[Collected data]
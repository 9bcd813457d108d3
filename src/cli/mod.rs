//! Command line interface

pub mod serve;

use clap::{Parser, Subcommand};

/// Arena Balancer - routes teams to their own instances
#[derive(Parser)]
#[command(name = "arena-balancer")]
#[command(version, about, long_about = None)]
pub struct Cli {
    #[command(subcommand)]
    pub command: Command,
}

#[derive(Subcommand)]
pub enum Command {
    /// Run the balancer HTTP server
    Serve(serve::ServeArgs),
}
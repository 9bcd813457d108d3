use axum::{
    middleware,
    routing::{delete, get, post},
    Router,
};
use tower_http::trace::TraceLayer;

use super::middleware::logging_middleware;
use super::proxy::ENTRY_PATH;
use super::state::AppState;
use super::{admin, entry, health, proxy, teams};

/// Prefix of every endpoint served by the balancer itself
pub const API_PREFIX: &str = "/balancer/api";

fn api_routes() -> Router<AppState> {
    Router::new()
        .route("/health", get(health::health_check))
        .route("/readiness", get(health::ready_check))
        .route("/teams/{team}/join", post(teams::join))
        .route("/teams/logout", post(teams::logout))
        .route("/teams/reset-passcode", post(teams::reset_passcode))
        .route("/admin/all", get(admin::list_instances))
        .route("/admin/teams/{team}/delete", delete(admin::delete_instance))
        .route("/admin/teams/{team}/restart", post(admin::restart_instance))
        .route("/admin/settings", post(admin::update_settings))
        .route("/admin/settings/{setting}", get(admin::get_setting))
}

/// Balancer API, the entry page, and the proxy for every other path
pub fn create_router(state: AppState) -> Router {
    Router::new()
        .nest(API_PREFIX, api_routes())
        .route(ENTRY_PATH, get(entry::entry_page))
        .route(&format!("{}/", ENTRY_PATH), get(entry::entry_page))
        .route(&format!("{}/{{*path}}", ENTRY_PATH), get(entry::entry_page))
        .fallback(proxy::proxy)
        .with_state(state)
        .layer(middleware::from_fn(logging_middleware))
        .layer(TraceLayer::new_for_http())
}
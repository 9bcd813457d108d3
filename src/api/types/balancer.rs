//! Request and response bodies of the balancer API

use serde::{Deserialize, Serialize};

use crate::infrastructure::team::InstanceSummary;

#[derive(Debug, Clone, Default, Deserialize)]
pub struct JoinRequest {
    #[serde(default)]
    pub passcode: Option<String>,
}

/// Plain acknowledgement, optionally disclosing a freshly issued passcode
#[derive(Debug, Clone, Serialize, Deserialize)]
pub struct MessageResponse {
    pub message: String,
    #[serde(skip_serializing_if = "Option::is_none")]
    pub passcode: Option<String>,
}

impl MessageResponse {
    pub fn new(message: impl Into<String>) -> Self {
        Self {
            message: message.into(),
            passcode: None,
        }
    }

    pub fn with_passcode(mut self, passcode: impl Into<String>) -> Self {
        self.passcode = Some(passcode.into());
        self
    }
}

#[derive(Debug, Clone, Serialize, Deserialize)]
#[serde(rename_all = "camelCase")]
pub struct InstanceResponse {
    pub team: String,
    pub name: String,
    pub ready: bool,
    pub created_at: i64,
    pub last_connect: i64,
    pub challenges_solved: u32,
}

impl From<InstanceSummary> for InstanceResponse {
    fn from(instance: InstanceSummary) -> Self {
        Self {
            team: instance.team,
            name: instance.name,
            ready: instance.ready,
            created_at: instance.created_at,
            last_connect: instance.last_connect,
            challenges_solved: instance.challenges_solved,
        }
    }
}

#[derive(Debug, Clone, Serialize, Deserialize)]
pub struct InstanceListResponse {
    pub instances: Vec<InstanceResponse>,
}
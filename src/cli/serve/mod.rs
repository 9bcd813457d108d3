//! Serve command - runs the balancer API and proxy on one port

use std::net::SocketAddr;
use std::sync::Arc;

use anyhow::Context;
use clap::Args;
use tokio::net::TcpListener;
use tracing::info;

use crate::api::create_router;
use crate::config::{AppConfig, ClusterBackend};
use crate::domain::ClusterClient;
use crate::infrastructure::cluster::{InMemoryClusterClient, KubernetesClusterClient};
use crate::infrastructure::logging;

#[derive(Debug, Clone, Args)]
pub struct ServeArgs {
    /// Override the cluster backend from the configuration
    #[arg(long, value_enum)]
    pub cluster: Option<ClusterBackendArg>,
}

#[derive(Debug, Clone, Copy, clap::ValueEnum)]
pub enum ClusterBackendArg {
    Kubernetes,
    InMemory,
}

impl From<ClusterBackendArg> for ClusterBackend {
    fn from(arg: ClusterBackendArg) -> Self {
        match arg {
            ClusterBackendArg::Kubernetes => Self::Kubernetes,
            ClusterBackendArg::InMemory => Self::InMemory,
        }
    }
}

pub async fn run(args: ServeArgs) -> anyhow::Result<()> {
    dotenvy::dotenv().ok();

    let mut config = AppConfig::load().context("Failed to load configuration")?;
    if let Some(backend) = args.cluster {
        config.cluster.backend = backend.into();
    }

    logging::init_logging(&config.logging).context("Failed to initialize logging")?;

    let cluster = connect_cluster(config.cluster.backend).await?;
    let state = crate::create_app_state(&config, cluster).context("Invalid configuration")?;
    let app = create_router(state);

    let addr = build_socket_addr(&config)?;
    info!(
        namespace = %config.balancer.namespace,
        backend = ?config.cluster.backend,
        "Starting balancer on {}",
        addr
    );

    let listener = TcpListener::bind(addr).await?;
    axum::serve(listener, app)
        .with_graceful_shutdown(shutdown_signal())
        .await?;

    Ok(())
}

async fn connect_cluster(backend: ClusterBackend) -> anyhow::Result<Arc<dyn ClusterClient>> {
    match backend {
        ClusterBackend::Kubernetes => {
            let client = KubernetesClusterClient::try_default()
                .await
                .context("Failed to connect to the Kubernetes API")?;
            Ok(Arc::new(client))
        }
        ClusterBackend::InMemory => {
            info!("Using the in-memory cluster; instances are never started");
            Ok(Arc::new(InMemoryClusterClient::new()))
        }
    }
}

fn build_socket_addr(config: &AppConfig) -> anyhow::Result<SocketAddr> {
    Ok(SocketAddr::from((
        config.server.host.parse::<std::net::IpAddr>()?,
        config.server.port,
    )))
}

async fn shutdown_signal() {
    if tokio::signal::ctrl_c().await.is_ok() {
        info!("Shutting down");
    }
}
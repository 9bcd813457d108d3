//! Proxying of team traffic

mod forwarder;
mod resolver;
mod router;

pub use forwarder::{ForwardError, ProxyForwarder};
pub use resolver::{BackendUrlResolver, FixedUrlResolver, ServiceUrlResolver};
pub use router::{ProxyRouter, RedirectReason, RouteDecision};
//! Workload and service types exchanged with the cluster

use std::collections::BTreeMap;

use chrono::{DateTime, Utc};

use crate::domain::team::TeamName;

/// Metadata annotation keys stored on a team's workload
pub mod annotations {
    pub const PASSCODE: &str = "arena-balancer/passcode";
    pub const LAST_REQUEST: &str = "arena-balancer/lastRequest";
    pub const LAST_REQUEST_READABLE: &str = "arena-balancer/lastRequestReadable";
    pub const CHALLENGES_SOLVED: &str = "arena-balancer/challengesSolved";
    pub const CHALLENGES: &str = "arena-balancer/challenges";
}

/// Label keys stored on a team's workload and service
pub mod labels {
    pub const TEAM: &str = "team";
    pub const NAME: &str = "app.kubernetes.io/name";
    pub const PART_OF: &str = "app.kubernetes.io/part-of";
    pub const INSTANCE: &str = "app.kubernetes.io/instance";
    pub const VERSION: &str = "app.kubernetes.io/version";
    pub const COMPONENT: &str = "app.kubernetes.io/component";
}

/// A team's running instance as observed in the cluster
#[derive(Debug, Clone, PartialEq)]
pub struct Workload {
    name: String,
    labels: BTreeMap<String, String>,
    annotations: BTreeMap<String, String>,
    ready_replicas: i32,
    created_at: Option<DateTime<Utc>>,
}

impl Workload {
    pub fn new(name: impl Into<String>) -> Self {
        Self {
            name: name.into(),
            labels: BTreeMap::new(),
            annotations: BTreeMap::new(),
            ready_replicas: 0,
            created_at: None,
        }
    }

    pub fn with_labels(mut self, labels: BTreeMap<String, String>) -> Self {
        self.labels = labels;
        self
    }

    pub fn with_annotations(mut self, annotations: BTreeMap<String, String>) -> Self {
        self.annotations = annotations;
        self
    }

    pub fn with_annotation(mut self, key: impl Into<String>, value: impl Into<String>) -> Self {
        self.annotations.insert(key.into(), value.into());
        self
    }

    pub fn with_ready_replicas(mut self, ready_replicas: i32) -> Self {
        self.ready_replicas = ready_replicas;
        self
    }

    pub fn with_created_at(mut self, created_at: DateTime<Utc>) -> Self {
        self.created_at = Some(created_at);
        self
    }

    pub fn name(&self) -> &str {
        &self.name
    }

    pub fn labels(&self) -> &BTreeMap<String, String> {
        &self.labels
    }

    pub fn annotations(&self) -> &BTreeMap<String, String> {
        &self.annotations
    }

    pub fn annotation(&self, key: &str) -> Option<&str> {
        self.annotations.get(key).map(String::as_str)
    }

    pub fn ready_replicas(&self) -> i32 {
        self.ready_replicas
    }

    pub fn created_at(&self) -> Option<DateTime<Utc>> {
        self.created_at
    }

    /// At least one replica can serve traffic
    pub fn is_ready(&self) -> bool {
        self.ready_replicas > 0
    }

    /// Team label, if present
    pub fn team(&self) -> Option<&str> {
        self.labels.get(labels::TEAM).map(String::as_str)
    }

    /// Stored passcode hash; empty values count as absent
    pub fn passcode_hash(&self) -> Option<&str> {
        self.annotation(annotations::PASSCODE)
            .filter(|hash| !hash.is_empty())
    }

    /// Last proxied request in unix millis
    pub fn last_request_millis(&self) -> Option<i64> {
        self.annotation(annotations::LAST_REQUEST)
            .and_then(|value| value.parse().ok())
    }

    pub fn challenges_solved(&self) -> u32 {
        self.annotation(annotations::CHALLENGES_SOLVED)
            .and_then(|value| value.parse().ok())
            .unwrap_or(0)
    }

    pub(crate) fn annotations_mut(&mut self) -> &mut BTreeMap<String, String> {
        &mut self.annotations
    }

    pub(crate) fn set_ready_replicas(&mut self, ready_replicas: i32) {
        self.ready_replicas = ready_replicas;
    }
}

/// Everything needed to create a team's workload
#[derive(Debug, Clone, PartialEq)]
pub struct WorkloadSpec {
    pub name: String,
    pub team: TeamName,
    pub labels: BTreeMap<String, String>,
    pub annotations: BTreeMap<String, String>,
    /// Pod labels the workload selects on
    pub selector: BTreeMap<String, String>,
    pub image: String,
    pub port: u16,
    pub health_path: String,
    pub env: Vec<(String, String)>,
}

/// The network-exposing service in front of a team's workload
#[derive(Debug, Clone, PartialEq)]
pub struct ServiceSpec {
    pub name: String,
    pub labels: BTreeMap<String, String>,
    pub selector: BTreeMap<String, String>,
    pub port: u16,
}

• [Work order] Using the entries above, give back exactly the line containing "mod resolver;", the line containing "pub const NAME: &str", and every line between them, and nothing else.

• [Result of the exercise]
mod resolver;
mod router;

pub use forwarder::{ForwardError, ProxyForwarder};
pub use resolver::{BackendUrlResolver, FixedUrlResolver, ServiceUrlResolver};
pub use router::{ProxyRouter, RedirectReason, RouteDecision};
//! Workload and service types exchanged with the cluster

use std::collections::BTreeMap;

use chrono::{DateTime, Utc};

use crate::domain::team::TeamName;

/// Metadata annotation keys stored on a team's workload
pub mod annotations {
    pub const PASSCODE: &str = "arena-balancer/passcode";
    pub const LAST_REQUEST: &str = "arena-balancer/lastRequest";
    pub const LAST_REQUEST_READABLE: &str = "arena-balancer/lastRequestReadable";
    pub const CHALLENGES_SOLVED: &str = "arena-balancer/challengesSolved";
    pub const CHALLENGES: &str = "arena-balancer/challenges";
}

/// Label keys stored on a team's workload and service
pub mod labels {
    pub const TEAM: &str = "team";
    pub const NAME: &str = "app.kubernetes.io/name";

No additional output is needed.